EXERCISE INSTRUCTIONS
Report, as a number alone, how many lines below contain the string "merge".

[Saved data entries]

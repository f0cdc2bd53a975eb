//! Layered configuration for the watcher core.
//!
//! Settings are resolved from defaults, an optional `dirpulse.toml` file
//! and environment variable overrides, in that order.
//!
//! # Environment Variables
//!
//! Variables must be prefixed with `DP_` and use double underscores to
//! separate nested levels:
//! - `DP_WATCHER__DEFAULT_POLL_MS=250` sets `watcher.default_poll_ms`
//! - `DP_LOGGING__DEFAULT=debug` sets `logging.default`
//! - `DP_PROVIDER__KIND=notify` sets `provider.kind`

use std::collections::HashMap;

use figment::{
    Figment,
    providers::{Env, Format, Serialized, Toml},
};
use serde::{Deserialize, Serialize};

#[derive(Debug, Deserialize, Serialize, Clone, Default)]
pub struct Settings {
    /// Watcher core settings.
    #[serde(default)]
    pub watcher: WatcherConfig,

    /// Provider selection.
    #[serde(default)]
    pub provider: ProviderConfig,

    /// Logging configuration.
    #[serde(default)]
    pub logging: LoggingConfig,
}

#[derive(Debug, Deserialize, Serialize, Clone)]
pub struct WatcherConfig {
    /// Pump sleep used when no active request names a positive rate.
    #[serde(default = "default_poll_ms")]
    pub default_poll_ms: u64,

    /// Outstanding dispatch handles kept before pruning finished ones.
    #[serde(default = "default_dispatch_high_water")]
    pub dispatch_high_water: usize,
}

impl Default for WatcherConfig {
    fn default() -> Self {
        Self {
            default_poll_ms: default_poll_ms(),
            dispatch_high_water: default_dispatch_high_water(),
        }
    }
}

#[derive(Debug, Deserialize, Serialize, Clone)]
pub struct ProviderConfig {
    /// Which provider implementation the factory builds.
    #[serde(default = "default_provider_kind")]
    pub kind: String,
}

impl Default for ProviderConfig {
    fn default() -> Self {
        Self {
            kind: default_provider_kind(),
        }
    }
}

#[derive(Debug, Deserialize, Serialize, Clone)]
pub struct LoggingConfig {
    /// Default log level filter.
    #[serde(default = "default_log_level")]
    pub default: String,

    /// Per-module level overrides.
    #[serde(default)]
    pub modules: HashMap<String, String>,
}

impl Default for LoggingConfig {
    fn default() -> Self {
        Self {
            default: default_log_level(),
            modules: HashMap::new(),
        }
    }
}

impl Settings {
    /// Load settings from `dirpulse.toml` (if present) layered over
    /// defaults, with `DP_` environment variables taking precedence.
    pub fn load() -> Result<Self, Box<figment::Error>> {
        Self::load_from("dirpulse.toml")
    }

    /// Load settings from an explicit config file path.
    pub fn load_from(path: impl AsRef<std::path::Path>) -> Result<Self, Box<figment::Error>> {
        Figment::new()
            .merge(Serialized::defaults(Settings::default()))
            .merge(Toml::file(path))
            .merge(Env::prefixed("DP_").map(|key| {
                key.as_str()
                    .to_lowercase()
                    .replace("__", ".")
                    .into()
            }))
            .extract()
            .map_err(Box::new)
    }
}

fn default_poll_ms() -> u64 {
    100
}

fn default_dispatch_high_water() -> usize {
    1024
}

fn default_provider_kind() -> String {
    "notify".to_string()
}

fn default_log_level() -> String {
    "warn".to_string()
}

#[cfg(test)]
mod tests {
    use super::*;

    #[test]
    fn test_defaults() {
        let settings = Settings::default();
        assert_eq!(settings.watcher.default_poll_ms, 100);
        assert_eq!(settings.watcher.dispatch_high_water, 1024);
        assert_eq!(settings.provider.kind, "notify");
        assert_eq!(settings.logging.default, "warn");
    }

    #[test]
    fn test_load_missing_file_falls_back_to_defaults() {
        let settings = Settings::load_from("/nonexistent/dirpulse.toml").unwrap();
        assert_eq!(settings.watcher.default_poll_ms, 100);
    }

    #[test]
    fn test_toml_layer_overrides_defaults() {
        let dir = tempfile::tempdir().unwrap();
        let path = dir.path().join("dirpulse.toml");
        std::fs::write(&path, "[watcher]\ndefault_poll_ms = 250\n").unwrap();

        let settings = Settings::load_from(&path).unwrap();
        assert_eq!(settings.watcher.default_poll_ms, 250);
        // untouched sections keep their defaults
        assert_eq!(settings.provider.kind, "notify");
    }
}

ANSWER BELOW
3